Data provided Start Marker
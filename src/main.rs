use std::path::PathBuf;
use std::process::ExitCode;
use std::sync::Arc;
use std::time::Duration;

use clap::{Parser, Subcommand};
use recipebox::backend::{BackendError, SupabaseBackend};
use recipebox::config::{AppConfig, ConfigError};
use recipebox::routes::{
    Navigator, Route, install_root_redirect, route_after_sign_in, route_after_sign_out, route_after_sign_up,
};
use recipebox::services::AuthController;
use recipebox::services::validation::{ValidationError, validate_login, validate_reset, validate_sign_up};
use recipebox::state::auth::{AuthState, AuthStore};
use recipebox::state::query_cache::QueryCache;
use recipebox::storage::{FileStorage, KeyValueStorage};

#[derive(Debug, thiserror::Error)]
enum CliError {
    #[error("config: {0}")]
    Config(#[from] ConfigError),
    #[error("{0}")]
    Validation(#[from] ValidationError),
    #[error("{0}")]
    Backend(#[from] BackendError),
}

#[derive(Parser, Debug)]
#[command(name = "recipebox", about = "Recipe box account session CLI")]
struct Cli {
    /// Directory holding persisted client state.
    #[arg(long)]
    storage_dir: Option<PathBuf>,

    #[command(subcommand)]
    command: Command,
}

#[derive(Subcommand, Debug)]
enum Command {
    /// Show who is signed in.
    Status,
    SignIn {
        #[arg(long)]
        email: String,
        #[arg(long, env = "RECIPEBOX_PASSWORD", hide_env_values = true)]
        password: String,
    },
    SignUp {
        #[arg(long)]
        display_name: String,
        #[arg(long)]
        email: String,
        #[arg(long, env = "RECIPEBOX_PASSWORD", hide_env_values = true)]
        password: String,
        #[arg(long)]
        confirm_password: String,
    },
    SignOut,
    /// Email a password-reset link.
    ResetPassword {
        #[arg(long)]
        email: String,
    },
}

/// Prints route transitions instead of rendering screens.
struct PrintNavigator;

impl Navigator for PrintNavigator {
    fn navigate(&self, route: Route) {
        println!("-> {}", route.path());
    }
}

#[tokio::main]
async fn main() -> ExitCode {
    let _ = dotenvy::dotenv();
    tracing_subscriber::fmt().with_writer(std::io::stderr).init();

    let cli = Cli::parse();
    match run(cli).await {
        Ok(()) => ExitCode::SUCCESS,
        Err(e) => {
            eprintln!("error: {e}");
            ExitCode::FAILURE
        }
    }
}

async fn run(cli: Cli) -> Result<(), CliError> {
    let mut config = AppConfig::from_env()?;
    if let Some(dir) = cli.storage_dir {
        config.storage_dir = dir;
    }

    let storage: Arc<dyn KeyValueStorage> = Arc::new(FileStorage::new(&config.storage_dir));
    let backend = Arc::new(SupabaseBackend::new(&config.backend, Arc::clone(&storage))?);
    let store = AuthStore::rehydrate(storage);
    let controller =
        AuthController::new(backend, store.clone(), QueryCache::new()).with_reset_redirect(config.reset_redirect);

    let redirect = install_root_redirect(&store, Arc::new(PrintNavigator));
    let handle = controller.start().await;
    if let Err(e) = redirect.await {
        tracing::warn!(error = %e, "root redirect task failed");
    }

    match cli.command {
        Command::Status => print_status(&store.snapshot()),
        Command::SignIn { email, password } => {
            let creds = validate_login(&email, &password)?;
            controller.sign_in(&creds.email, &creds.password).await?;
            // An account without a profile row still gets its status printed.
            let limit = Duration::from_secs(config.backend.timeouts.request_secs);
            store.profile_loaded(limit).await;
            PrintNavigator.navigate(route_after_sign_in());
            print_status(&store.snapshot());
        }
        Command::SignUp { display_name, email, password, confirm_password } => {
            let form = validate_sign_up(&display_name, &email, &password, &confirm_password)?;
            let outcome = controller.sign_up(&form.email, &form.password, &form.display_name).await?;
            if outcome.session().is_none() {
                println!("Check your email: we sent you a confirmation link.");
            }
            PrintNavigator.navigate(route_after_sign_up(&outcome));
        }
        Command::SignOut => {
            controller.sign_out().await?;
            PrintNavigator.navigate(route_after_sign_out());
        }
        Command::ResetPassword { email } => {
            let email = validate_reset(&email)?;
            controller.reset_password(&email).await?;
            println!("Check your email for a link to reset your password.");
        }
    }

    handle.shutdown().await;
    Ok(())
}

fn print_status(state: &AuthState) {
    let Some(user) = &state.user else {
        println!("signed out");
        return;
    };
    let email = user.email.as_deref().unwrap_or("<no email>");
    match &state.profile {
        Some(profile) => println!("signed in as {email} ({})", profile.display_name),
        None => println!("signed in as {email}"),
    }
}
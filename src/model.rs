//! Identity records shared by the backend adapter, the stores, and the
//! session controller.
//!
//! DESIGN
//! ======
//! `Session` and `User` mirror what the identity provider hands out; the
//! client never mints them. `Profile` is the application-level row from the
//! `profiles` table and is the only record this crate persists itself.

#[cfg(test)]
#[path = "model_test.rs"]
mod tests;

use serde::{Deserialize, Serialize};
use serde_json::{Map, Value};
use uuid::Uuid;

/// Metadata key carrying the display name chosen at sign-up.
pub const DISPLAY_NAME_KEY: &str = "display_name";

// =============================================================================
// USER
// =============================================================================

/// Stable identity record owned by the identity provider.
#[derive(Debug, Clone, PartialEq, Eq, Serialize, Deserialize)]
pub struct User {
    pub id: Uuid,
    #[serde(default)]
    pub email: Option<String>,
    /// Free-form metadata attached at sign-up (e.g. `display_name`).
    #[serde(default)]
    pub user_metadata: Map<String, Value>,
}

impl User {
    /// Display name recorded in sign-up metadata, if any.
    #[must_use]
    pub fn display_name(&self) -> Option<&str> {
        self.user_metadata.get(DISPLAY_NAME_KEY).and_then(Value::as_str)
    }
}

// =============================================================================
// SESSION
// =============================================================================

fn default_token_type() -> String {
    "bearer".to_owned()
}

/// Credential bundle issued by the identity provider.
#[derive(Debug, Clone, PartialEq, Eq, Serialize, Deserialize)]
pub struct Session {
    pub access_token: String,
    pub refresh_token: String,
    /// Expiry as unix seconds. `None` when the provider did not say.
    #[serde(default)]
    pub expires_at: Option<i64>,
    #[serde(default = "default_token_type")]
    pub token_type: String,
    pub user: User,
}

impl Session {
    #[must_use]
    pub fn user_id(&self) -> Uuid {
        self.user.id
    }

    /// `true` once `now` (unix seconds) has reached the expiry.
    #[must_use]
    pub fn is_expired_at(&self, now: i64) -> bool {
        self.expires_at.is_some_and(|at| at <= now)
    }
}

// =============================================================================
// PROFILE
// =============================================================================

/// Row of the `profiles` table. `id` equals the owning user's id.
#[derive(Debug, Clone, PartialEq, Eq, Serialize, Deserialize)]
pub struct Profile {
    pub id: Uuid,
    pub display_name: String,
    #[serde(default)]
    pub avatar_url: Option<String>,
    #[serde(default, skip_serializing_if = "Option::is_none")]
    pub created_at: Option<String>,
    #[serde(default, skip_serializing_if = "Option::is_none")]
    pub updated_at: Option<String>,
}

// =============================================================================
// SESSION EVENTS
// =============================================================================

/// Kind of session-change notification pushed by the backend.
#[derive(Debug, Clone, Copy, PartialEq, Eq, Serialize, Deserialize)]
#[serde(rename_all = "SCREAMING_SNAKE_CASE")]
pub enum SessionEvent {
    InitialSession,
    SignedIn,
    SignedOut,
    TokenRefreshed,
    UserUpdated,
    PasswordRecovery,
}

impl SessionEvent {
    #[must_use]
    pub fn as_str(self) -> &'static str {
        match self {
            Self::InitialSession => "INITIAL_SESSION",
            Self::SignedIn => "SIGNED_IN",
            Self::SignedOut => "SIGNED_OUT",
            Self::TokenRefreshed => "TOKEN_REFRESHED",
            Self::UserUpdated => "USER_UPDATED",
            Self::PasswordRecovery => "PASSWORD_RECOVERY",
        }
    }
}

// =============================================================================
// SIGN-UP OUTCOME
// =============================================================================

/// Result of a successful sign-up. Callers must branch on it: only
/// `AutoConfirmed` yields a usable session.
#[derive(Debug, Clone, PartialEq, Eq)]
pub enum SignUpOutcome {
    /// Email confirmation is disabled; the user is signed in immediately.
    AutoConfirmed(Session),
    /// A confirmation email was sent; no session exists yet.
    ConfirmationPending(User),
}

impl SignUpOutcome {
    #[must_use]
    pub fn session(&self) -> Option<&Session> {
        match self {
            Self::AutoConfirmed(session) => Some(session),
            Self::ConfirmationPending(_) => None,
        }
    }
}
Data provided End Marker
Take each line above that holds the string "unix" and copy it.

*Answer for the task:*
    /// Expiry as unix seconds. `None` when the provider did not say.
    /// `true` once `now` (unix seconds) has reached the expiry.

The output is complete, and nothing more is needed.